I have no idea what a vampire love story looks like. I imagine it's not like in "the vampire diaries",
well I hope in a way because nothing ends well in this TV series. I don't know if you are monogamous
or if you have harems like in Dracula. I just worry about other women who want Adam's affection,
like this white-haired girl he calls "Snow" in my dreams. I can see that she would like to have him for
herself, but in fact, I would like him to be only yours. I know it's selfish. But I think you're the best
thing that can happen to him. The others are attracted to him only by his bad side.

But I still have a favor to ask of you. I know you are a lovely girl and love to help. But don't fall in love
with Adam because you can help him or he needs it. Don't fall in love with what you can fix, watch it
all.
If I ask you this it's because I would like you too to be able to feel good when he promises you that
everything will be fine. That you understand that he doesn't love you just because you support him.
He just loves you. Without conditions and without obligations. You're just you, and for him, and for
me, there's no comparison. No one can come close to you even if they try very hard.

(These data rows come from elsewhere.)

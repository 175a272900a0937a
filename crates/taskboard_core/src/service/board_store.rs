//! Board state store.
//!
//! # Responsibility
//! - Hold the current board snapshot for one session.
//! - Apply mutations and mirror every changed snapshot to persistence.
//!
//! # Invariants
//! - Operations never fail; unknown ids and blank titles are no-ops.
//! - A no-op leaves the snapshot pointer untouched and writes nothing.
//! - Each change replaces the snapshot wholesale; handed-out snapshots
//!   never observe later mutations.

use crate::model::board::{Board, Column, ColumnId, Task, TaskId, TaskMove};
use crate::repo::board_repo::{BoardRepository, LoadSource, SaveOutcome};
use crate::repo::kv_store::KvStore;
use log::{debug, info};
use std::sync::Arc;

/// Single owner of the in-session board.
pub struct BoardStore<S: KvStore> {
    repo: BoardRepository<S>,
    board: Arc<Board>,
    load_source: LoadSource,
    last_save: Option<SaveOutcome>,
}

impl<S: KvStore> BoardStore<S> {
    /// Loads the board from `repo`, seeding the default board when nothing
    /// usable is stored.
    pub fn open(repo: BoardRepository<S>) -> Self {
        let load = repo.load();
        let load_source = load.source();
        let board = load.into_board_or(repo.default_board());
        info!(
            "event=store_open module=store status=ok source={} columns={} tasks={}",
            load_source.as_str(),
            board.len(),
            board.task_count()
        );

        Self {
            repo,
            board: Arc::new(board),
            load_source,
            last_save: None,
        }
    }

    /// Current snapshot. Cheap to clone and safe to hold across mutations.
    pub fn snapshot(&self) -> Arc<Board> {
        Arc::clone(&self.board)
    }

    pub fn board(&self) -> &Board {
        &self.board
    }

    /// Where the startup board came from.
    pub fn load_source(&self) -> LoadSource {
        self.load_source
    }

    /// Result of the most recent persistence attempt, if any.
    pub fn last_save(&self) -> Option<&SaveOutcome> {
        self.last_save.as_ref()
    }

    pub fn repository(&self) -> &BoardRepository<S> {
        &self.repo
    }

    pub fn column(&self, column_id: &str) -> Option<&Column> {
        self.board.column(column_id)
    }

    pub fn locate_task(&self, task_id: &str) -> Option<(&Column, &Task)> {
        self.board.locate_task(task_id)
    }

    /// Appends a column. Blank titles are ignored.
    pub fn add_column(&mut self, title: &str) -> Option<ColumnId> {
        let mut next = Board::clone(&self.board);
        let Some(column_id) = next.add_column(title) else {
            debug!("event=board_mutation module=store op=add_column status=noop reason=blank_title");
            return None;
        };

        info!("event=board_mutation module=store op=add_column status=ok column_id={column_id}");
        self.commit(next);
        Some(column_id)
    }

    /// Removes a column and every task in it.
    pub fn delete_column(&mut self, column_id: &str) -> bool {
        if self.board.column(column_id).is_none() {
            debug!(
                "event=board_mutation module=store op=delete_column status=noop reason=column_not_found column_id={column_id}"
            );
            return false;
        }

        let mut next = Board::clone(&self.board);
        let Some(removed) = next.delete_column(column_id) else {
            return false;
        };
        info!(
            "event=board_mutation module=store op=delete_column status=ok column_id={} dropped_tasks={}",
            removed.id,
            removed.tasks.len()
        );
        self.commit(next);
        true
    }

    /// Appends a task to a column. Unknown columns and blank titles are
    /// ignored.
    pub fn add_task(&mut self, column_id: &str, title: &str, description: &str) -> Option<TaskId> {
        let mut next = Board::clone(&self.board);
        let Some(task_id) = next.add_task(column_id, title, description) else {
            debug!(
                "event=board_mutation module=store op=add_task status=noop column_id={column_id}"
            );
            return None;
        };

        info!(
            "event=board_mutation module=store op=add_task status=ok column_id={column_id} task_id={task_id}"
        );
        self.commit(next);
        Some(task_id)
    }

    /// Removes a task from whichever column holds it.
    pub fn delete_task(&mut self, task_id: &str) -> bool {
        if self.board.locate_task(task_id).is_none() {
            debug!(
                "event=board_mutation module=store op=delete_task status=noop reason=task_not_found task_id={task_id}"
            );
            return false;
        }

        let mut next = Board::clone(&self.board);
        let Some(removed) = next.delete_task(task_id) else {
            return false;
        };
        info!(
            "event=board_mutation module=store op=delete_task status=ok task_id={} column_id={}",
            removed.id, removed.column_id
        );
        self.commit(next);
        true
    }

    /// Moves a task to the end of another column.
    ///
    /// No-op when the task or target column is unknown, or when the task
    /// already lives in the target column.
    pub fn move_task(&mut self, task_id: &str, target_column_id: &str) -> Option<TaskMove> {
        let source_id = match self.board.locate_task(task_id) {
            Some((column, _)) => column.id.as_str(),
            None => {
                debug!(
                    "event=board_mutation module=store op=move_task status=noop reason=task_not_found task_id={task_id}"
                );
                return None;
            }
        };
        if source_id == target_column_id || self.board.column(target_column_id).is_none() {
            debug!(
                "event=board_mutation module=store op=move_task status=noop reason=invalid_target task_id={task_id} target_column_id={target_column_id}"
            );
            return None;
        }

        let mut next = Board::clone(&self.board);
        let moved = next.move_task(task_id, target_column_id)?;
        info!(
            "event=board_mutation module=store op=move_task status=ok task_id={} from_column_id={} to_column_id={}",
            moved.task_id, moved.from_column_id, moved.to_column_id
        );
        self.commit(next);
        Some(moved)
    }

    fn commit(&mut self, next: Board) {
        self.board = Arc::new(next);
        self.last_save = Some(self.repo.save(&self.board));
    }
}
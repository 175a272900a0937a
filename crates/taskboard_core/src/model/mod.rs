//! Board domain model.
//!
//! # Responsibility
//! - Define canonical data structures used by core business logic.
//! - Keep one nested column/task shape for storage and presentation alike.
//!
//! # Invariants
//! - Every task is owned by exactly one column.
//! - Deletion is hard removal from the owning sequence.

pub mod board;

We can be a family. I'd love it. But I am selective. And actually, I want YOU to be my family. I would
like to tell you about my days and listen to your nights. That we tell each other girl things that Adam
will never be able to understand.

I know we can do it, and we can get there if we all do it together.

I hope I didn't talk nonsense, and didn't scare you away.

With all my love

Melanie Delacroix

P.S: I tried looking up Dhampire on the internet and apparently I'm the same species as "Blade"
except I'm not black and don't do karate.

P.P.S: I had a strange dream where you were wearing middle eastern clothes... does that tell you
something?

P.P.P.S: If I had time to write this letter it's because I heard you copulating from the beginning, it was
you I heard first, but I wouldn't tell Adam, it will be our secret.